Links >>> Ratings and Reports >>> Message Board Match Thread
Coventry: Moore 5; Kane 6 (Jones 90+7, -), Hyam 6, McFadzean 5, Clarke-Salter 7, Shipley 7 (Bidwell 75, 5); Hamer 7, Sheaf 7, Allen 7 (Waghorn 89, -); O’Hare 7, Gyokeres 6
Subs not used: Rose, Kelly, Wilson, Eccles
Goals: Shipley 50 (assisted Kane)
Bookings: O’Hare 79 (foul), McFadzean 90+15 (foul)
QPR: Marshall 7; Adomah 7, Dickie 7, Dunne 7, Barbet 7, Wallace 6; Dozzell 5 (Amos 68, 6), Field 8, Willock 8; Dykes 5 (Austin 80, 6), Gray 6 (Thomas 76, 7)
Subs not used: De Wijs, Ball, Odubajo, Walsh
Goals: Gray 6 (assisted Willock), Adomah 88 (assisted Willock)

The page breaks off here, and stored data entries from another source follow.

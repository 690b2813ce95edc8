// Copyright 2026 the Presto Authors
// SPDX-License-Identifier: Apache-2.0 OR MIT

//! Trace events through the `log` facade.
//!
//! [`LogSink`] emits per-phase events at `trace` level and per-frame
//! summaries, dropped requests and late or occluded frames at `debug`, all
//! under a configurable target.

use presto_core::dirty::PresentOutcome;
use presto_core::trace::{
    FrameSummary, PresentEvent, RenderBeginEvent, RenderEndEvent, RequestDroppedEvent, TraceSink,
};

/// Forwards trace events to [`log`] records.
#[derive(Clone, Copy, Debug)]
pub struct LogSink {
    target: &'static str,
}

impl Default for LogSink {
    fn default() -> Self {
        Self::new()
    }
}

impl LogSink {
    /// Creates a sink logging under the `presto::trace` target.
    #[must_use]
    pub const fn new() -> Self {
        Self::with_target("presto::trace")
    }

    /// Creates a sink logging under `target`.
    #[must_use]
    pub const fn with_target(target: &'static str) -> Self {
        Self { target }
    }

    /// The log target records are emitted under.
    #[must_use]
    pub const fn target(&self) -> &'static str {
        self.target
    }
}

impl TraceSink for LogSink {
    fn on_render_begin(&mut self, e: &RenderBeginEvent) {
        log::trace!(
            target: self.target,
            "frame {} render begin reasons={:?} at {}t",
            e.frame_index,
            e.reasons,
            e.timestamp.ticks(),
        );
    }

    fn on_render_end(&mut self, e: &RenderEndEvent) {
        log::trace!(
            target: self.target,
            "frame {} render end at {}t",
            e.frame_index,
            e.timestamp.ticks(),
        );
    }

    fn on_present(&mut self, e: &PresentEvent) {
        if e.outcome == PresentOutcome::Occluded {
            log::debug!(target: self.target, "frame {} occluded", e.frame_index);
        } else {
            log::trace!(
                target: self.target,
                "frame {} present {:?}",
                e.frame_index,
                e.outcome,
            );
        }
    }

    fn on_request_dropped(&mut self, e: &RequestDroppedEvent) {
        log::debug!(
            target: self.target,
            "frame {} replays {} request(s) made while locked",
            e.frame_index,
            e.dropped,
        );
    }

    fn on_frame_summary(&mut self, s: &FrameSummary) {
        log::debug!(
            target: self.target,
            "frame {} reasons={:?} render={}t late={}t",
            s.frame_index,
            s.reasons,
            s.render_ticks,
            s.late_ticks,
        );
    }
}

Bookings: Dickie 66 (foul)
QPR Star Man — Chris Willock 8 Sam Field has had a lot of justified attention for his one-man midfield mission, belatedly backed up by good impacts from subs Amos and Thomas but not greatly assisted by a pretty poor showing by Dozzell alongside him and the strikers ahead of him for the most part. But the best player on the pitch, for either team, was obviously Willock, who tormented the hosts to the point where all they could do was take turns to foul him, and even that wasn’t enough to prevent him registering two very stylish assists. That cutting edge quality, Rangers able to do far more with far fewer chances, was the difference between the two teams, and it was predominantly Willock providing that.
Referee — Andy Woolmer (Northants) 8 A very difficult game to referee, played at a frantic pace throughout, with incidents flowing constantly, and a nasty off-field medical emergency to deal with into the bargain. Coventry took to systematically taking it in turns to foul Willock in the end, such was his influence, and while that’s quite difficult to clamp down on when it’s a different man every time, I did think he was lenient with Hamer, particularly in the first half where he was guilty of three deliberate fouls on QPR’s star man by himself. That said, I much prefer games refereed with fewer cards and refereeing intrusions, and I thought he did a very good job here in difficult circumstances over the best part of 110 minutes.
Attendance 20,942 (3,981 QPR) QPR brought a few, don’t know if you’d heard.